I didn’t exactly have mentors where I was coming up as a writer.  I had wonderful undergraduate teachers, who taught me everything about how to be a person, and ultimately how to be a teacher, but as far as the real writing went, my mentors were more on the page then in the flesh.  Writers I admired greatly, but in most cases never met, or met much later in my life.  Alice Munro, Toni Morrison, Don Delillo: the usual suspects I guess, along with some very important dead writers: D.H. Lawrence, James Joyce, William Faulkner, Willa Cather.  Now I spend the better part of my life mentoring students.  I direct a graduate CW program at UC Davis, I teach in the Pacific University low-res MFA program, and a low-res program is truly all about mentoring in  ways a hi-res program doesn’t even approach, and I have a private group of students that meet twice a year.

It is probably true that I throw myself into the mentoring process as a kind of a do-over for what I missed having in my own life, and the fact that so many of the students I have mentored have gone on to publish books seems like a testimony to the value of the process.  And yet there was also something really valuable about having to work as hard as I had to work to decipher what those dead and distant authors were doing on the page, because they weren’t there in person to explain it to me.  We have this whole massive industry these days where writers work extremely hard to articulate and share their writing process, we give craft talk after craft talk until we get so sick of our “process” that we never want to write another word, and while there is much to be learned this way, I also wonder what is lost because aspiring writers don’t have to enter that difficult water by themselves.

What do you do when you feel stuck or uninspired and does it work to trick the brain into working?

I believed the poets when they said “form will set you free.”  As long as I have some form in mind for a piece I am writing–even if it is a form I am going to violate later on in the writing process-as long as I have boxes of a certain size and shape to fill, it is rare that I get truly stuck.  Stalled, yes.  Bored, disheartened, maybe.  But not truly stuck.

In Sight Hound I had 12 first person narrators, and at first I thought they would all speak once, and then I thought they would all speak twice, and I even had them each speaking three times before I realized they all didn’t have to speak the same number of times, but by that time, see, I had tricked myself into filling all of those little boxes of story.

In Contents May Have Shifted, I decided very early on that there would be 132 very short chapters, all titled with the place name of the place they took place, and 12 chapters that took place no place, in the air, and they would be titled with the flight numbers of the airplanes they included.

Faced with a writing day, you see, it is much easier to say, I am going to write the two pages of concrete physical details that will ultimately be called Santa Cruz, Argentina, or Juneau, Alaska, then it is to say I am going to  WORK ON MY NOVEL.  And 12 12’s-a gross-was interesting to me in and of itself.  I felt I could work on those 144 little pieces forever.

Are there favorite writing exercises you give students that you can share?

Well, unsurprisingly, given what I have just said, I often ask my fiction students to write formal poems.  Pantoums have a particularly wonderful self-generating quality.  Other than that, my favorite exercise, though to call it “favorite” or “exercise” is misleading, because it is simply what I do, day in and day out, is that I ask students to write three separate scenes, three moments where the world caught their attention, where it glimmered at them in some significant way.  I ask that one glimmer must be from the last 24 hours, one must be from more than 10 years ago, and the third one can be from any time they want.  The way those three glimmers will speak to one another, by virtue of the fact that they were called up by the same mind on the same day is often quite interesting, and in combination they will often comprise the bare bones of a story.  In a certain way, this exercise is what Contents May Have Shifted is, taken to the nth degree.

Suggestions for making characters live?  Do you know your characters beforehand, or do you find out who they are in the process?
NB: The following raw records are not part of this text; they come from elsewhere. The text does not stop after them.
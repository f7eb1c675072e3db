//! Order placement against a real database.
//!
//! These tests require a reachable `PostgreSQL` server in `DATABASE_URL`;
//! `sqlx::test` creates and migrates a scratch database for each one.
//!
//! Run with: cargo test -p bazaar-integration-tests -- --ignored

#![allow(clippy::unwrap_used)]

use reqwest::StatusCode;
use rust_decimal::Decimal;
use serde_json::{Value, json};
use sqlx::PgPool;

use bazaar_core::{PaymentMethod, PricingPolicy};
use bazaar_integration_tests::{
    client, insert_product, insert_user, migrate_sessions, place_guest_order, shipping_address,
    shipping_address_json, spawn, storefront_app,
};
use bazaar_storefront::db::orders::{Buyer, CheckoutError, NewOrder};
use bazaar_storefront::db::{CartRepository, OrderRepository};
use bazaar_storefront::models::CartOwner;

async fn count(pool: &PgPool, table: &str) -> i64 {
    sqlx::query_scalar(&format!("SELECT COUNT(*) FROM {table}"))
        .fetch_one(pool)
        .await
        .unwrap()
}

// ============================================================================
// Through the HTTP API
// ============================================================================

#[sqlx::test(migrations = "../../migrations")]
#[ignore = "Requires PostgreSQL (DATABASE_URL)"]
async fn test_guest_checkout_matches_cart_and_clears_it(pool: PgPool) {
    migrate_sessions(&pool).await;
    let product = insert_product(&pool, Decimal::new(100_000, 2), 5).await;
    let base_url = spawn(storefront_app(pool.clone())).await;
    let http = client();

    let resp = http
        .post(format!("{base_url}/cart/items"))
        .json(&json!({ "productId": product, "qty": 2 }))
        .send()
        .await
        .unwrap();
    assert_eq!(resp.status(), StatusCode::OK);

    let cart: Value = http
        .get(format!("{base_url}/cart"))
        .send()
        .await
        .unwrap()
        .json()
        .await
        .unwrap();
    assert_eq!(cart["itemCount"], 2);

    let resp = http
        .post(format!("{base_url}/checkout/place-order"))
        .json(&json!({
            "shippingAddress": shipping_address_json(),
            "paymentMethod": "JazzCash",
            "email": "ayesha@example.com"
        }))
        .send()
        .await
        .unwrap();
    assert_eq!(resp.status(), StatusCode::OK);
    let placed: Value = resp.json().await.unwrap();
    assert_eq!(placed["success"], true);
    for field in ["itemsPrice", "shippingPrice", "taxPrice", "totalPrice"] {
        assert_eq!(placed["data"][field], cart[field], "{field}");
    }

    // The cart is gone and the guest is now signed in to see the order.
    let cart: Value = http
        .get(format!("{base_url}/cart"))
        .send()
        .await
        .unwrap()
        .json()
        .await
        .unwrap();
    assert_eq!(cart["itemCount"], 0);
    assert_eq!(count(&pool, "carts").await, 0);

    let order_id = placed["data"]["orderId"].as_str().unwrap();
    let resp = http
        .get(format!("{base_url}/order/{order_id}"))
        .send()
        .await
        .unwrap();
    assert_eq!(resp.status(), StatusCode::OK);
    let order: Value = resp.json().await.unwrap();
    assert_eq!(order["buyerEmail"], "ayesha@example.com");
    assert_eq!(order["lines"].as_array().unwrap().len(), 1);

    let stock: i32 = sqlx::query_scalar("SELECT stock FROM products WHERE id = $1")
        .bind(product)
        .fetch_one(&pool)
        .await
        .unwrap();
    assert_eq!(stock, 3);
}

#[sqlx::test(migrations = "../../migrations")]
#[ignore = "Requires PostgreSQL (DATABASE_URL)"]
async fn test_empty_cart_places_no_order(pool: PgPool) {
    migrate_sessions(&pool).await;
    let base_url = spawn(storefront_app(pool.clone())).await;

    let resp = client()
        .post(format!("{base_url}/checkout/place-order"))
        .json(&json!({
            "shippingAddress": shipping_address_json(),
            "paymentMethod": "CashOnDelivery",
            "email": "nobody@example.com"
        }))
        .send()
        .await
        .unwrap();

    assert_eq!(resp.status(), StatusCode::BAD_REQUEST);
    let body: Value = resp.json().await.unwrap();
    assert_eq!(body["errorType"], "EMPTY_CART");
    assert_eq!(body["redirectTo"], "/cart");
    assert_eq!(count(&pool, "orders").await, 0);
    assert_eq!(count(&pool, "users").await, 0);
}

#[sqlx::test(migrations = "../../migrations")]
#[ignore = "Requires PostgreSQL (DATABASE_URL)"]
async fn test_guest_with_registered_email_must_sign_in(pool: PgPool) {
    migrate_sessions(&pool).await;
    insert_user(&pool, "bilal@example.com", "secret123", false).await;
    let product = insert_product(&pool, Decimal::new(65_000, 2), 5).await;
    let base_url = spawn(storefront_app(pool.clone())).await;
    let http = client();

    http.post(format!("{base_url}/cart/items"))
        .json(&json!({ "productId": product }))
        .send()
        .await
        .unwrap();

    let resp = http
        .post(format!("{base_url}/checkout/place-order"))
        .json(&json!({
            "shippingAddress": shipping_address_json(),
            "paymentMethod": "BankDeposit",
            "email": "Bilal@Example.com"
        }))
        .send()
        .await
        .unwrap();

    assert_eq!(resp.status(), StatusCode::CONFLICT);
    let body: Value = resp.json().await.unwrap();
    assert_eq!(body["errorType"], "ACCOUNT_EXISTS");
    assert_eq!(count(&pool, "users").await, 1);
    assert_eq!(count(&pool, "orders").await, 0);
    assert_eq!(count(&pool, "cart_items").await, 1);
}

#[sqlx::test(migrations = "../../migrations")]
#[ignore = "Requires PostgreSQL (DATABASE_URL)"]
async fn test_anonymous_cart_merges_on_sign_in(pool: PgPool) {
    migrate_sessions(&pool).await;
    insert_user(&pool, "bilal@example.com", "secret123", false).await;
    let product = insert_product(&pool, Decimal::new(65_000, 2), 10).await;
    let base_url = spawn(storefront_app(pool.clone())).await;
    let http = client();

    http.post(format!("{base_url}/cart/items"))
        .json(&json!({ "productId": product, "qty": 3 }))
        .send()
        .await
        .unwrap();

    let resp = http
        .post(format!("{base_url}/sign-in"))
        .json(&json!({ "email": "bilal@example.com", "password": "secret123" }))
        .send()
        .await
        .unwrap();
    assert_eq!(resp.status(), StatusCode::OK);

    let cart: Value = http
        .get(format!("{base_url}/cart"))
        .send()
        .await
        .unwrap()
        .json()
        .await
        .unwrap();
    assert_eq!(cart["itemCount"], 3);
    assert_eq!(count(&pool, "carts").await, 1);
}

#[sqlx::test(migrations = "../../migrations")]
#[ignore = "Requires PostgreSQL (DATABASE_URL)"]
async fn test_signed_in_checkout_saves_address_and_payment_method(pool: PgPool) {
    migrate_sessions(&pool).await;
    let user_id = insert_user(&pool, "bilal@example.com", "secret123", false).await;
    let product = insert_product(&pool, Decimal::new(65_000, 2), 5).await;
    let base_url = spawn(storefront_app(pool.clone())).await;
    let http = client();

    let resp = http
        .post(format!("{base_url}/sign-in"))
        .json(&json!({ "email": "bilal@example.com", "password": "secret123" }))
        .send()
        .await
        .unwrap();
    assert_eq!(resp.status(), StatusCode::OK);

    http.post(format!("{base_url}/cart/items"))
        .json(&json!({ "productId": product, "qty": 2 }))
        .send()
        .await
        .unwrap();

    // No e-mail: the signed-in account is the buyer.
    let resp = http
        .post(format!("{base_url}/checkout/place-order"))
        .json(&json!({
            "shippingAddress": shipping_address_json(),
            "paymentMethod": "BankDeposit"
        }))
        .send()
        .await
        .unwrap();
    assert_eq!(resp.status(), StatusCode::OK);
    let placed: Value = resp.json().await.unwrap();
    assert_eq!(placed["data"]["itemsPrice"], "1300.00");
    assert_eq!(placed["data"]["totalPrice"], "1550.00");

    let owner: uuid::Uuid = sqlx::query_scalar("SELECT user_id FROM orders")
        .fetch_one(&pool)
        .await
        .unwrap();
    assert_eq!(owner, user_id.as_uuid());
    assert_eq!(count(&pool, "users").await, 1);
    assert_eq!(count(&pool, "carts").await, 0);

    let checkout: Value = http
        .get(format!("{base_url}/checkout"))
        .send()
        .await
        .unwrap()
        .json()
        .await
        .unwrap();
    assert_eq!(checkout["isGuest"], false);
    assert_eq!(checkout["savedPaymentMethod"], "BankDeposit");
    assert_eq!(checkout["savedAddress"]["city"], "Faisalabad");
    assert_eq!(checkout["cart"]["itemCount"], 0);

    let orders: Value = http
        .get(format!("{base_url}/user/orders"))
        .send()
        .await
        .unwrap()
        .json()
        .await
        .unwrap();
    assert_eq!(orders["count"], 1);
    assert_eq!(orders["data"][0]["id"], placed["data"]["orderId"]);
}

#[sqlx::test(migrations = "../../migrations")]
#[ignore = "Requires PostgreSQL (DATABASE_URL)"]
async fn test_returning_guest_claims_account_by_signing_up(pool: PgPool) {
    migrate_sessions(&pool).await;
    let product = insert_product(&pool, Decimal::new(65_000, 2), 5).await;
    let order_id = place_guest_order(&pool, product, 1, "ayesha@example.com").await;
    let base_url = spawn(storefront_app(pool.clone())).await;

    let sign_up = json!({
        "name": "Ayesha Khan",
        "email": "Ayesha@Example.com",
        "password": "secret123",
        "confirmPassword": "secret123"
    });
    let resp = client()
        .post(format!("{base_url}/sign-up"))
        .json(&sign_up)
        .send()
        .await
        .unwrap();
    assert_eq!(resp.status(), StatusCode::OK);
    assert_eq!(count(&pool, "users").await, 1);

    let name: String = sqlx::query_scalar("SELECT name FROM users")
        .fetch_one(&pool)
        .await
        .unwrap();
    assert_eq!(name, "Ayesha Khan");

    // The password now works from a fresh browser, and the guest order is theirs.
    let http = client();
    let resp = http
        .post(format!("{base_url}/sign-in"))
        .json(&json!({ "email": "ayesha@example.com", "password": "secret123" }))
        .send()
        .await
        .unwrap();
    assert_eq!(resp.status(), StatusCode::OK);

    let orders: Value = http
        .get(format!("{base_url}/user/orders"))
        .send()
        .await
        .unwrap()
        .json()
        .await
        .unwrap();
    assert_eq!(orders["count"], 1);
    assert_eq!(orders["data"][0]["id"], order_id.to_string());

    // Once a password is set the e-mail is taken.
    let resp = client()
        .post(format!("{base_url}/sign-up"))
        .json(&sign_up)
        .send()
        .await
        .unwrap();
    assert_eq!(resp.status(), StatusCode::CONFLICT);
    let body: Value = resp.json().await.unwrap();
    assert_eq!(body["errorType"], "ACCOUNT_EXISTS");
    assert_eq!(count(&pool, "user_passwords").await, 1);
}

#[sqlx::test(migrations = "../../migrations")]
#[ignore = "Requires PostgreSQL (DATABASE_URL)"]
async fn test_failed_cart_merge_is_retried_on_next_sign_in(pool: PgPool) {
    migrate_sessions(&pool).await;
    insert_user(&pool, "bilal@example.com", "secret123", false).await;
    let product = insert_product(&pool, Decimal::new(65_000, 2), 10).await;
    let base_url = spawn(storefront_app(pool.clone())).await;
    let http = client();

    http.post(format!("{base_url}/cart/items"))
        .json(&json!({ "productId": product, "qty": 2 }))
        .send()
        .await
        .unwrap();

    // Adopting the anonymous cart updates its row; make that fail once.
    sqlx::query(
        "CREATE FUNCTION reject_cart_update() RETURNS trigger AS $$ \
         BEGIN RAISE EXCEPTION 'cart updates disabled'; END $$ LANGUAGE plpgsql",
    )
    .execute(&pool)
    .await
    .unwrap();
    sqlx::query(
        "CREATE TRIGGER reject_cart_update BEFORE UPDATE ON carts \
         FOR EACH ROW EXECUTE FUNCTION reject_cart_update()",
    )
    .execute(&pool)
    .await
    .unwrap();

    let sign_in = json!({ "email": "bilal@example.com", "password": "secret123" });
    let resp = http
        .post(format!("{base_url}/sign-in"))
        .json(&sign_in)
        .send()
        .await
        .unwrap();
    assert_eq!(resp.status(), StatusCode::OK);
    let owned: i64 = sqlx::query_scalar("SELECT COUNT(*) FROM carts WHERE user_id IS NOT NULL")
        .fetch_one(&pool)
        .await
        .unwrap();
    assert_eq!(owned, 0);

    sqlx::query("DROP TRIGGER reject_cart_update ON carts")
        .execute(&pool)
        .await
        .unwrap();

    let resp = http
        .post(format!("{base_url}/sign-in"))
        .json(&sign_in)
        .send()
        .await
        .unwrap();
    assert_eq!(resp.status(), StatusCode::OK);

    let cart: Value = http
        .get(format!("{base_url}/cart"))
        .send()
        .await
        .unwrap()
        .json()
        .await
        .unwrap();
    assert_eq!(cart["itemCount"], 2);
    assert_eq!(count(&pool, "carts").await, 1);
}

// ============================================================================
// Through the repository
// ============================================================================

#[sqlx::test(migrations = "../../migrations")]
#[ignore = "Requires PostgreSQL (DATABASE_URL)"]
async fn test_stock_shortfall_rolls_back_everything(pool: PgPool) {
    let product = insert_product(&pool, Decimal::new(240_000, 2), 2).await;
    let owner = CartOwner::Session(uuid::Uuid::new_v4());
    let policy = PricingPolicy::default();
    CartRepository::new(&pool, policy)
        .add_item(owner, product, 2)
        .await
        .unwrap();

    // Someone else bought one in the meantime.
    sqlx::query("UPDATE products SET stock = 1 WHERE id = $1")
        .bind(product)
        .execute(&pool)
        .await
        .unwrap();

    let email = bazaar_core::Email::parse("late@example.com").unwrap();
    let address = shipping_address();
    let result = OrderRepository::new(&pool)
        .place_order(
            NewOrder {
                cart: owner,
                buyer: Buyer::Guest { email: &email },
                shipping_address: &address,
                payment_method: PaymentMethod::CashOnDelivery,
            },
            &policy,
        )
        .await;

    assert!(matches!(result, Err(CheckoutError::Unavailable(_))));
    assert_eq!(count(&pool, "orders").await, 0);
    assert_eq!(count(&pool, "users").await, 0);
    assert_eq!(count(&pool, "cart_items").await, 1);
}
When I read your first collection Cowboys are my Weakness I was struck by the pendulum-like traits of bravery and vulnerability in your characters.

Well, I don’t make any secret of the fact that every book contains a Pam-like character, a woman of a certain age, trying to pay strict attention to the things that glimmer at her and form from that a way to live intentionally.  And since I know a version of that character intimately, she’s comes ready made in three dimensions.  As for the other characters, I have to go back to that same observer…the part of me that pays very strict attention to the world around me, which includes lots of different kinds of characters, right?

There is always a moment, after having met someone, when they do or say some telltale thing that reveals their character, their understory, or at least implies it.  If you pay attention you won’t miss these when they are offered.  Writing great characters seems to me about giving them those tiny gestures, some offhand line of dialogue, something they wear or eat, that gestures pointedly at their understory.  John Updike was a master at this.  If you study his short stories you will see what I mean.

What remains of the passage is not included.